Work to be completed
For every line that contains the string "other", pull that line out of the material below.

Data provided
*** Block opens ***

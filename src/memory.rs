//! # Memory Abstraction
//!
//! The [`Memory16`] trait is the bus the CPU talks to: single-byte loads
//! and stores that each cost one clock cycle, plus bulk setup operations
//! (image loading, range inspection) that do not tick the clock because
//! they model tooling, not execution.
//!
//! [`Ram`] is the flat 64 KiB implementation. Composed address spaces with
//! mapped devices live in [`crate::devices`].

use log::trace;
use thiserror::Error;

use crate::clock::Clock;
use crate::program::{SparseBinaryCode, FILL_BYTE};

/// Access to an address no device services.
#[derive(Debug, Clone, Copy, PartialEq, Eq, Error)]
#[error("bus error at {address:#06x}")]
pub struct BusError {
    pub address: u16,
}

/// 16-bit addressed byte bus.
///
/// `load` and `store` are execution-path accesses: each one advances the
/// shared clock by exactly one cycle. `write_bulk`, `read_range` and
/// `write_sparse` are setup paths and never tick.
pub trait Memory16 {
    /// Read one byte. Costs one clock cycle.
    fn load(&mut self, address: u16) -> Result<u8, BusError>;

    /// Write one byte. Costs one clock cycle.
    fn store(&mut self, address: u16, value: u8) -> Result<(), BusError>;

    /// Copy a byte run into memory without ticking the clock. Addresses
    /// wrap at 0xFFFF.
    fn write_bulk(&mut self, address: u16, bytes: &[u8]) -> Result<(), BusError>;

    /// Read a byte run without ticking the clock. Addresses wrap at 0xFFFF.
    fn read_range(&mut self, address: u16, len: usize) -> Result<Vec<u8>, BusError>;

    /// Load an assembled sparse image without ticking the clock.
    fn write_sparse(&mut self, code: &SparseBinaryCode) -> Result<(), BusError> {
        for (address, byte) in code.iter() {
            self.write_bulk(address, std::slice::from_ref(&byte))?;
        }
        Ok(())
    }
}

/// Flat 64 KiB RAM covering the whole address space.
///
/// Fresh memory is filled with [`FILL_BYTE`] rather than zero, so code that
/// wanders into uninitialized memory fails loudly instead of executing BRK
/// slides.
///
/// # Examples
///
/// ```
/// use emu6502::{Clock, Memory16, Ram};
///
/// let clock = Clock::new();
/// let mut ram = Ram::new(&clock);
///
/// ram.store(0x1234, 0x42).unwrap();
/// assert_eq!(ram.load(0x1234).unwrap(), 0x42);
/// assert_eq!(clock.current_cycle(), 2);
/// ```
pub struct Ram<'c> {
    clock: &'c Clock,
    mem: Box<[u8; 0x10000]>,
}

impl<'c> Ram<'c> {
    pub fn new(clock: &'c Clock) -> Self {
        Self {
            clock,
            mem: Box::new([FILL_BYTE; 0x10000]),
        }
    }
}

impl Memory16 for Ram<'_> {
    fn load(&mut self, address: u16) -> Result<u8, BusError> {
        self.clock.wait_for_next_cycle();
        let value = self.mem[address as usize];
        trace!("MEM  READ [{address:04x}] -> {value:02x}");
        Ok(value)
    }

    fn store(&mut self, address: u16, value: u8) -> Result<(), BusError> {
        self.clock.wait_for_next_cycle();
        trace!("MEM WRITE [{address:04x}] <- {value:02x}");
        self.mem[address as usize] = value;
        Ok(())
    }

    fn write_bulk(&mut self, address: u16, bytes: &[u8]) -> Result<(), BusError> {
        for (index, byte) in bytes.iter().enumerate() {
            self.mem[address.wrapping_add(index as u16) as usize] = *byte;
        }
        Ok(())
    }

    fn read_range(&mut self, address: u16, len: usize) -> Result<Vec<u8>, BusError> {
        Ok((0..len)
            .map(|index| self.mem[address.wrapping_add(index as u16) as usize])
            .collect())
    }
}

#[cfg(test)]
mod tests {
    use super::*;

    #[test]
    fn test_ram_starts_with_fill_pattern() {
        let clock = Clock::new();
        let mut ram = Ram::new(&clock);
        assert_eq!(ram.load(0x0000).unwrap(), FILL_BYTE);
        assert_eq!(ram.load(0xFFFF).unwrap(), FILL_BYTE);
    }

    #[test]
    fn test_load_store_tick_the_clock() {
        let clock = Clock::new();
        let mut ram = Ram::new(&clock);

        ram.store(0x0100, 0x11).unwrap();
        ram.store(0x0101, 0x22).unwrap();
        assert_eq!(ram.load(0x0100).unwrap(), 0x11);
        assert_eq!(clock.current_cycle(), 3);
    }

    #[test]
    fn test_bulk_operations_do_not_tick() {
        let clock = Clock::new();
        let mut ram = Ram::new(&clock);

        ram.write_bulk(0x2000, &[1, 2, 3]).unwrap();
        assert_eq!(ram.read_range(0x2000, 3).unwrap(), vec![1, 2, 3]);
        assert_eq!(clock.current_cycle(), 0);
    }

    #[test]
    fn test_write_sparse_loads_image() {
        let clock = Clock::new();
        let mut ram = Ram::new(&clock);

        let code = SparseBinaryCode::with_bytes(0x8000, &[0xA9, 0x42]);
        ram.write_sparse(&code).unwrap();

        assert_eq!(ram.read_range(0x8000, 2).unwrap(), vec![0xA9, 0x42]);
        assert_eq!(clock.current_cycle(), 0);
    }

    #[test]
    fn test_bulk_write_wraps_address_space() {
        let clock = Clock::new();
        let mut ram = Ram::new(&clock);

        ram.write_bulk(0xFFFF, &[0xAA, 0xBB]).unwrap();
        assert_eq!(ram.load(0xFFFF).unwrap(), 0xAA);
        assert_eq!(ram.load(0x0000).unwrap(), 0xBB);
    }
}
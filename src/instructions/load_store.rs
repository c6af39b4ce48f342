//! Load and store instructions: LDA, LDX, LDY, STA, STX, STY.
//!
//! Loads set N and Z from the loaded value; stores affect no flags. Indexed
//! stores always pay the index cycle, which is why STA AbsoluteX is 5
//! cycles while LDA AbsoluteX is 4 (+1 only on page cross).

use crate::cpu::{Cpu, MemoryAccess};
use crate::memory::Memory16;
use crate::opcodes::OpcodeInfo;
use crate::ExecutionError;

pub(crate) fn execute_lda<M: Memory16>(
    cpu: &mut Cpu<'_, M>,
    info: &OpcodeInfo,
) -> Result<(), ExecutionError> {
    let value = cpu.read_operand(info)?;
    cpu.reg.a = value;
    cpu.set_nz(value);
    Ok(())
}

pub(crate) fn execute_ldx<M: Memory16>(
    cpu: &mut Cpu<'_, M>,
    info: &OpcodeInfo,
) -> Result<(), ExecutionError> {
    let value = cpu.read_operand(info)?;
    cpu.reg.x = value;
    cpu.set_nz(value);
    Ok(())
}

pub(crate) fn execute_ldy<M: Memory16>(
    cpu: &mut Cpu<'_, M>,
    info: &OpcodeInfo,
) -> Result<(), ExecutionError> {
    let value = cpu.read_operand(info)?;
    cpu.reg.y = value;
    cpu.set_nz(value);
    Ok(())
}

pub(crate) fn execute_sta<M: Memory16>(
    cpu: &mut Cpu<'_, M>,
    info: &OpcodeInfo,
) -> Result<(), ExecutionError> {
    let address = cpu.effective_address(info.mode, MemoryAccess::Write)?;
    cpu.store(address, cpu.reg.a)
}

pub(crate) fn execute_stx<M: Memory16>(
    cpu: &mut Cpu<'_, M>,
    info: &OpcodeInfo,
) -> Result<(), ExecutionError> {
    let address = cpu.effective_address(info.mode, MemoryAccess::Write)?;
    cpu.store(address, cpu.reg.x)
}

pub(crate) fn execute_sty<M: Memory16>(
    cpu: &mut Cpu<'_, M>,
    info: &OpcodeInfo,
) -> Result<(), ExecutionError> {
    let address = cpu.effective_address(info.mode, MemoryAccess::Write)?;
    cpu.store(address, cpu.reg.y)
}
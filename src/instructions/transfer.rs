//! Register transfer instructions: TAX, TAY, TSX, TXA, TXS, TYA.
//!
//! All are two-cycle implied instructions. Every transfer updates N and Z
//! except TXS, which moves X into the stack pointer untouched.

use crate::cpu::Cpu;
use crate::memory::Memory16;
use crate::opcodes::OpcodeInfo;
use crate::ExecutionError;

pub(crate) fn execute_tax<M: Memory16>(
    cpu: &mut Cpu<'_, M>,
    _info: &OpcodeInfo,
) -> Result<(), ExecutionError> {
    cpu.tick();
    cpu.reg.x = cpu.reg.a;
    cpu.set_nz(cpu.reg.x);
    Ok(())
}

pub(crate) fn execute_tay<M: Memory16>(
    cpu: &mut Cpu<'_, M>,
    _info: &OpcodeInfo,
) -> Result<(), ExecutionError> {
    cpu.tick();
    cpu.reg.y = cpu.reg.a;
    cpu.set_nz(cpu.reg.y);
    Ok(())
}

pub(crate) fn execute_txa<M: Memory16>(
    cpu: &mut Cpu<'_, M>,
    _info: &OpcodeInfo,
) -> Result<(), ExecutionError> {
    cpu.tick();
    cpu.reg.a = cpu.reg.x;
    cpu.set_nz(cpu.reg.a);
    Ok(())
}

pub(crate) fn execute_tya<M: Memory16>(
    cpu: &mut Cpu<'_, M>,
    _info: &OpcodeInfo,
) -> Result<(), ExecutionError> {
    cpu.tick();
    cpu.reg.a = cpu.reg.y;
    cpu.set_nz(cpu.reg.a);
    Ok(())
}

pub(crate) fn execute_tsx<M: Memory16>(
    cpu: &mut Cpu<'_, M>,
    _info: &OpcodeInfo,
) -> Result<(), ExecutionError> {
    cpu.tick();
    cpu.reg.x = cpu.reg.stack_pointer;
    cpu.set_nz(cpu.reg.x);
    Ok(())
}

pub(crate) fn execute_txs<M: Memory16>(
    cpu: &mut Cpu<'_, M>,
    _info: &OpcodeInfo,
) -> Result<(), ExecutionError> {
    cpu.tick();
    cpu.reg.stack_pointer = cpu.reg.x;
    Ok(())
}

*** Block closes ***
*** Block opens ***

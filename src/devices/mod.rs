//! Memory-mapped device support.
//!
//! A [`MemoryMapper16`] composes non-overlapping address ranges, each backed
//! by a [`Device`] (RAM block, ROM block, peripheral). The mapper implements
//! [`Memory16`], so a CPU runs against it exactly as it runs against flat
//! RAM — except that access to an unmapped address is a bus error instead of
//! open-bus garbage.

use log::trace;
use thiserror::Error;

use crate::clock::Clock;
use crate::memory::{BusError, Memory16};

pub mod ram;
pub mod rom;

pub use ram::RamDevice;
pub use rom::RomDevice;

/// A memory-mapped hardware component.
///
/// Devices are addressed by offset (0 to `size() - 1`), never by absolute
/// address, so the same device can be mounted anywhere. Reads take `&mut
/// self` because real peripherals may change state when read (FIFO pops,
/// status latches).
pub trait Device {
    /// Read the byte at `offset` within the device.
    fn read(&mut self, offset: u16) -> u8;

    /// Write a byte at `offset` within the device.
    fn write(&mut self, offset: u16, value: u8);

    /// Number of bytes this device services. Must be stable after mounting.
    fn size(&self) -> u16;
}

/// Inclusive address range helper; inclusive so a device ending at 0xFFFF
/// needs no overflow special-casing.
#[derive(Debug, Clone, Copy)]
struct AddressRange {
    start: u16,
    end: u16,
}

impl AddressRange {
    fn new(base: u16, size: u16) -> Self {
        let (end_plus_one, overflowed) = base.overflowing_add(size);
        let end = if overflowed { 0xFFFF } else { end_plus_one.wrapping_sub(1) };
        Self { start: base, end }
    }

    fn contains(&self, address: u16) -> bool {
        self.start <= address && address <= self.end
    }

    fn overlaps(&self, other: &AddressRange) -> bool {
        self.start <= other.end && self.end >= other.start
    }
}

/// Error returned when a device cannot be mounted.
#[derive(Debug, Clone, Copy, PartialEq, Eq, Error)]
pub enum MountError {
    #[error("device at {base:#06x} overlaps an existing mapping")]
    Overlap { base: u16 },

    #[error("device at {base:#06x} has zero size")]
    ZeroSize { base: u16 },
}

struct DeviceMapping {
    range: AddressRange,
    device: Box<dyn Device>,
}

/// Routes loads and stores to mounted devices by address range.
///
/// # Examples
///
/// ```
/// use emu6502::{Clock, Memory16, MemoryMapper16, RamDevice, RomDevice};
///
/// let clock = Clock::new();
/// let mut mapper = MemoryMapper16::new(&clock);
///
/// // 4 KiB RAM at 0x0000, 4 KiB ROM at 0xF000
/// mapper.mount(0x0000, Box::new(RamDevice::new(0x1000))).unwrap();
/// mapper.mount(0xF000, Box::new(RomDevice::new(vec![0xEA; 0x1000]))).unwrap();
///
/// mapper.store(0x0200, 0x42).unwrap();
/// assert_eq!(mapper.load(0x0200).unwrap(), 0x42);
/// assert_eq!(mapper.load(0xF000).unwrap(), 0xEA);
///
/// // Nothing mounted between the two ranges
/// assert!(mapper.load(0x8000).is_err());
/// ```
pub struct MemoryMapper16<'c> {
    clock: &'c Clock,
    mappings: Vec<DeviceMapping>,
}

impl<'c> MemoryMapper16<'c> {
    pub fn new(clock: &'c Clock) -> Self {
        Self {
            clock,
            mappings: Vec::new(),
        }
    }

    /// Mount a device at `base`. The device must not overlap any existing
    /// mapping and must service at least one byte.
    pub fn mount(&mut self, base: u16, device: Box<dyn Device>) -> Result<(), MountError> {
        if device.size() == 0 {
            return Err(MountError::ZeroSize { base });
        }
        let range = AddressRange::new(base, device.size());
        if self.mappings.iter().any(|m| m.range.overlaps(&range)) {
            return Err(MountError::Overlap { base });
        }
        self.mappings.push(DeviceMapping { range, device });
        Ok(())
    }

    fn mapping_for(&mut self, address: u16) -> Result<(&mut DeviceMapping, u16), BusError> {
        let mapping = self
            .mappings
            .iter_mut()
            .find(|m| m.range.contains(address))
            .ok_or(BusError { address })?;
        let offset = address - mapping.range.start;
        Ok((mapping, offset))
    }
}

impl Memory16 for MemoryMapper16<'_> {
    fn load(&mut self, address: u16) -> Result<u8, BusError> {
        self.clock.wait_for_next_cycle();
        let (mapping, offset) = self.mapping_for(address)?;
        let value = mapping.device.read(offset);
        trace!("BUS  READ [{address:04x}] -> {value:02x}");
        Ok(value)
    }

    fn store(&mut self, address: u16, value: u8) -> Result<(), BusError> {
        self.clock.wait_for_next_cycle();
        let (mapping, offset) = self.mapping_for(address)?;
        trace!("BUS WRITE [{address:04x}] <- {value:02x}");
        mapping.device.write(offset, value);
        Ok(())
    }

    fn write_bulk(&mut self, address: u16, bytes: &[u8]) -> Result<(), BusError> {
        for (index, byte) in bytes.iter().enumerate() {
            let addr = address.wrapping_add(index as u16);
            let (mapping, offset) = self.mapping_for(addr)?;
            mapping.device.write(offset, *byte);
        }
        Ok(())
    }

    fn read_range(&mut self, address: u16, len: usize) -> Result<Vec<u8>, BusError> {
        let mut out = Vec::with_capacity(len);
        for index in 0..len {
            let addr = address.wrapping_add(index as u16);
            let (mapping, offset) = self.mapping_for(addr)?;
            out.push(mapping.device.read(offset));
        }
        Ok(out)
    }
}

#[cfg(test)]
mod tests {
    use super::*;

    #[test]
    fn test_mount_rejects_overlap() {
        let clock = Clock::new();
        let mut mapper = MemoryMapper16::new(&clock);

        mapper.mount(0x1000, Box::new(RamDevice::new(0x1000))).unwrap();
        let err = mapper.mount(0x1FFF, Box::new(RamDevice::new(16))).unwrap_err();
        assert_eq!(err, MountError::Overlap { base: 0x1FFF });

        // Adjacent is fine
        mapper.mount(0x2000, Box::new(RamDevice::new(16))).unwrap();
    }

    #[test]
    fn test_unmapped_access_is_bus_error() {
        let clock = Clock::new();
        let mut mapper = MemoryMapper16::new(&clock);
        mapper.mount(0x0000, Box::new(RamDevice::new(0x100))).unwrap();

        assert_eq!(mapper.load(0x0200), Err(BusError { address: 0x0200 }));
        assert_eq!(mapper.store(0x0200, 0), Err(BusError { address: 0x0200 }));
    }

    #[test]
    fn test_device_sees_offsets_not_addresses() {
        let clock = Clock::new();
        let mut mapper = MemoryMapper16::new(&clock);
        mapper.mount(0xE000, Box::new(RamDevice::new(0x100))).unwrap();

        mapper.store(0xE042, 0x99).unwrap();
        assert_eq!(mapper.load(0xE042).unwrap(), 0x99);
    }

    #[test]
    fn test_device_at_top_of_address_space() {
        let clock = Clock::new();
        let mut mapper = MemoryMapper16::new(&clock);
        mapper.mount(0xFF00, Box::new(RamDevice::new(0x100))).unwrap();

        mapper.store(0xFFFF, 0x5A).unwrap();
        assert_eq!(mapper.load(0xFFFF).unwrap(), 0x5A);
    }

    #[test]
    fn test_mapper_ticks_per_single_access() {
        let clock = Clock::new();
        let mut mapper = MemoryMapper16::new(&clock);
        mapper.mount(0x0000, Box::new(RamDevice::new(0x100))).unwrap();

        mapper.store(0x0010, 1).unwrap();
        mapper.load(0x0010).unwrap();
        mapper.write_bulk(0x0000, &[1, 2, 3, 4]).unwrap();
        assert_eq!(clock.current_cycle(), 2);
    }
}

*** Block closes ***

Output for this exercise
    fn overlaps(&self, other: &AddressRange) -> bool {
        self.start <= other.end && self.end >= other.start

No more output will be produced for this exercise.